How do you measure a year?
Five hundred twenty-five thousand six hundred minutes.
How do you measure, measure a year?
In daylights, in sunsets
In midnights, in cups of coffee
In inches, in miles
In laughter, in strife
In five hundred twenty-five thousand, six hundred minutes
How do you measure a year in the life?
How about love?
How about love?
How about love?
Measure in love
Seasons of love
If you've seen the Broadway show Rent, you are singing along with me.
If you haven't, please go download this song and start twirling around your living room.
I am thinking a lot about how you measure a year because today is the morning of my 49th birthday. I am headed back to my hometown church for my grandma's funeral services with so many feelings. I grew up in a house across the street from the church.
Before I even learned to ride a bike in that parking lot, I rode my Big Wheel with the pink streamers coming out of the handlebars and played "The Dukes of Hazzard" with the neighbor kids.
Luke Duke, aka Tom Wopat, is from my hometown. I always played Daisy, of course, "10-4."
No doubt I demanded I be the only female character. I was the youngest and the bossiest on the block. One big brother, "Bo Duke," who I haven't seen probably since I was 5, sent his heartfelt Facebook condolences.
Growing up, I sang in the church choir. It was a character-building moment when I wanted to quit the choir because I was on the edge of being too cool for it. My mom made me tell the choir director myself. Ouch. I remember the shaky and heart-pounding call to Mrs. Martell. It wasn't all her fault, but I blamed it on her because I didn't know how to navigate being friends 'with my best friend, a year younger than me, and my new friend, who was a mean girl. I did what the mean girl said, which was to quit choir.

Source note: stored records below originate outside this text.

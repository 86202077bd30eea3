//! Error types for the CLI application.

use thiserror::Error;

/// Result type alias for CLI operations.
pub type Result<T> = std::result::Result<T, CliError>;

/// CLI-specific errors.
#[derive(Debug, Error)]
pub enum CliError {
    /// Configuration error
    #[error("Configuration error: {0}")]
    Config(String),

    /// Extraction error
    #[error("{0}")]
    Extractor(#[from] specsheet_extractor::ExtractorError),

    /// Source error
    #[error("{0}")]
    Source(#[from] specsheet_source::SourceError),

    /// Sink error
    #[error("{0}")]
    Sink(#[from] specsheet_sink::SinkError),

    /// I/O error
    #[error("I/O error: {0}")]
    Io(#[from] std::io::Error),

    /// Serialization error
    #[error("Serialization error: {0}")]
    Serialization(#[from] serde_json::Error),

    /// TOML parsing error
    #[error("TOML parsing error: {0}")]
    Toml(#[from] toml::de::Error),

    /// Invalid input
    #[error("Invalid input: {0}")]
    InvalidInput(String),
}
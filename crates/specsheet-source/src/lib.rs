//! Specsheet Source Adapters
//!
//! Implements the [`SourceAdapter`](specsheet_domain::traits::SourceAdapter)
//! trait for the document shapes a price list arrives in.
//!
//! # Adapters
//!
//! - [`CsvSource`]: a delimited grid exported from the spreadsheet, with
//!   pictures in a sidecar directory named by cell (`r12c1.png`)
//! - [`TextLineSource`]: text recovered from a laid-out document, one
//!   candidate spec blob per line
//! - [`MemorySource`]: rows and anchors held in memory
//!
//! Every adapter numbers rows from zero at the top of the document, header
//! rows included, so image anchors and rows share one coordinate system.
//!
//! # Examples
//!
//! ```no_run
//! use specsheet_domain::traits::SourceAdapter;
//! use specsheet_source::CsvSource;
//!
//! let source = CsvSource::new("price.csv")
//!     .with_start_row(1)
//!     .with_images_dir("price_images");
//!
//! for row in source.rows().unwrap() {
//!     println!("{:?}", row.unwrap());
//! }
//! ```

#![warn(missing_docs)]

mod anchors;
mod csv_grid;
mod memory;
mod text;

use std::path::Path;
use thiserror::Error;

pub use anchors::{parse_anchor_name, read_anchor_dir};
pub use csv_grid::CsvSource;
pub use memory::MemorySource;
pub use text::{has_unit_token, TextLineSource};

/// Errors that can occur while reading a source document
#[derive(Error, Debug)]
pub enum SourceError {
    /// Backing document missing or unreadable
    #[error("Source unavailable: {0}")]
    Unavailable(String),

    /// Malformed delimited data
    #[error("CSV error: {0}")]
    Csv(#[from] csv::Error),

    /// I/O failure after the document was opened
    #[error("IO error: {0}")]
    Io(#[from] std::io::Error),

    /// Image sidecar that cannot be mapped to a cell
    #[error("Invalid image anchor: {0}")]
    InvalidAnchor(String),
}

impl SourceError {
    /// Build an `Unavailable` diagnostic that lists what is next to `path`
    pub(crate) fn unavailable(path: &Path, cause: &std::io::Error) -> Self {
        let mut message = format!("{}: {}", path.display(), cause);

        let candidates = candidate_files(path);
        if candidates.is_empty() {
            message.push_str(" (no files in directory)");
        } else {
            message.push_str(". Available files: ");
            message.push_str(&candidates.join(", "));
        }

        SourceError::Unavailable(message)
    }
}

/// Sorted names of the regular files in `path`'s parent directory
fn candidate_files(path: &Path) -> Vec<String> {
    let parent = match path.parent() {
        Some(parent) if !parent.as_os_str().is_empty() => parent,
        _ => Path::new("."),
    };

    let mut names: Vec<String> = match std::fs::read_dir(parent) {
        Ok(entries) => entries
            .filter_map(Result::ok)
            .filter(|entry| entry.path().is_file())
            .map(|entry| entry.file_name().to_string_lossy().into_owned())
            .collect(),
        Err(_) => Vec::new(),
    };
    names.sort();
    names
}
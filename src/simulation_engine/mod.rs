// simulation_engine/mod.rs
pub mod grid;
pub mod intersection;
pub mod simulation;
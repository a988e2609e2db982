use thiserror::Error;

use crate::simulation_engine::intersection::IntersectionId;

/// Errors surfaced by the coordination engine and its supporting utilities.
///
/// None of these are fatal to a driving loop: a failed update leaves every
/// other intersection untouched, and a rejected strategy keeps the previous
/// one active.
#[derive(Debug, Error)]
pub enum CoordinationError {
    /// No intersection with this id exists in the current grid.
    #[error("intersection {0} not found")]
    NodeNotFound(IntersectionId),

    /// The strategy tag is not one of the known coordination policies.
    #[error("invalid coordination strategy '{0}'")]
    InvalidStrategy(String),

    /// A grid needs at least one row and one column.
    #[error("invalid grid dimensions {rows}x{cols}")]
    InvalidDimensions { rows: usize, cols: usize },

    /// Malformed or out-of-range configuration.
    #[error("configuration error: {0}")]
    Config(String),

    #[error("serialization error: {0}")]
    Serialization(#[from] serde_json::Error),

    #[error("csv error: {0}")]
    Csv(#[from] csv::Error),

    #[error("io error: {0}")]
    Io(#[from] std::io::Error),
}

pub type Result<T> = std::result::Result<T, CoordinationError>;
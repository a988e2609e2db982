// Signal timing
pub const PHASE_DURATION: f64 = 30.0;
pub const DEFAULT_TICK: f64 = 1.0;

// Intersection load
pub const VEHICLE_CAPACITY: u32 = 30;
pub const HOTSPOT_THRESHOLD: f64 = 70.0;

// Layout extent the lattice is spread over (canvas units)
pub const CANVAS_WIDTH: f64 = 800.0;
pub const CANVAS_HEIGHT: f64 = 600.0;

// Number of vehicle-count samples kept per intersection for trend estimation
pub const TREND_WINDOW: usize = 5;

// Strategy gains. Holds are kept below one tick so a green is slowed, never frozen.
pub const WAVE_OFFSET: f64 = 5.0;
pub const MAX_CORRECTION: f64 = 0.5;
pub const ADAPTIVE_GAIN: f64 = 0.05;
pub const DISTRIBUTED_STEP: f64 = 2.0;
pub const PREDICTION_HORIZON: f64 = 3.0;

// Metrics model
pub const BASE_WAIT_SECONDS: f64 = 5.0;
pub const WAIT_PER_CONGESTION_PERCENT: f64 = 0.6;
pub const CO2_FACTOR: f64 = 0.3;

// Load perturbation applied by the reference driving loop
pub const MAX_ARRIVALS_PER_TICK: i64 = 4;
pub const MAX_DEPARTURES_PER_TICK: i64 = 3;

This is the church where I held hands under the table during my confirmation lessons with my 8th grade crush Gabe. It feels scandalous to share this secret even now.
It's where I sat in front of the pastor and recited the Pledge of Allegiance instead of the Our Father, and omg, the level of embarrassment when I realized what was happening was cringy and comical, but I was on a roll and my mouth just kept going. I was allowed a do-over a day later. I am baptized, first communion Catholic, and a confirmed Methodist.
That 8th-grade crush Gabe would become my high school prom date, and then I would hold his baby son before getting up to speak his eulogy 18 years later when he had a tragic fall off a roof on the 4th of July.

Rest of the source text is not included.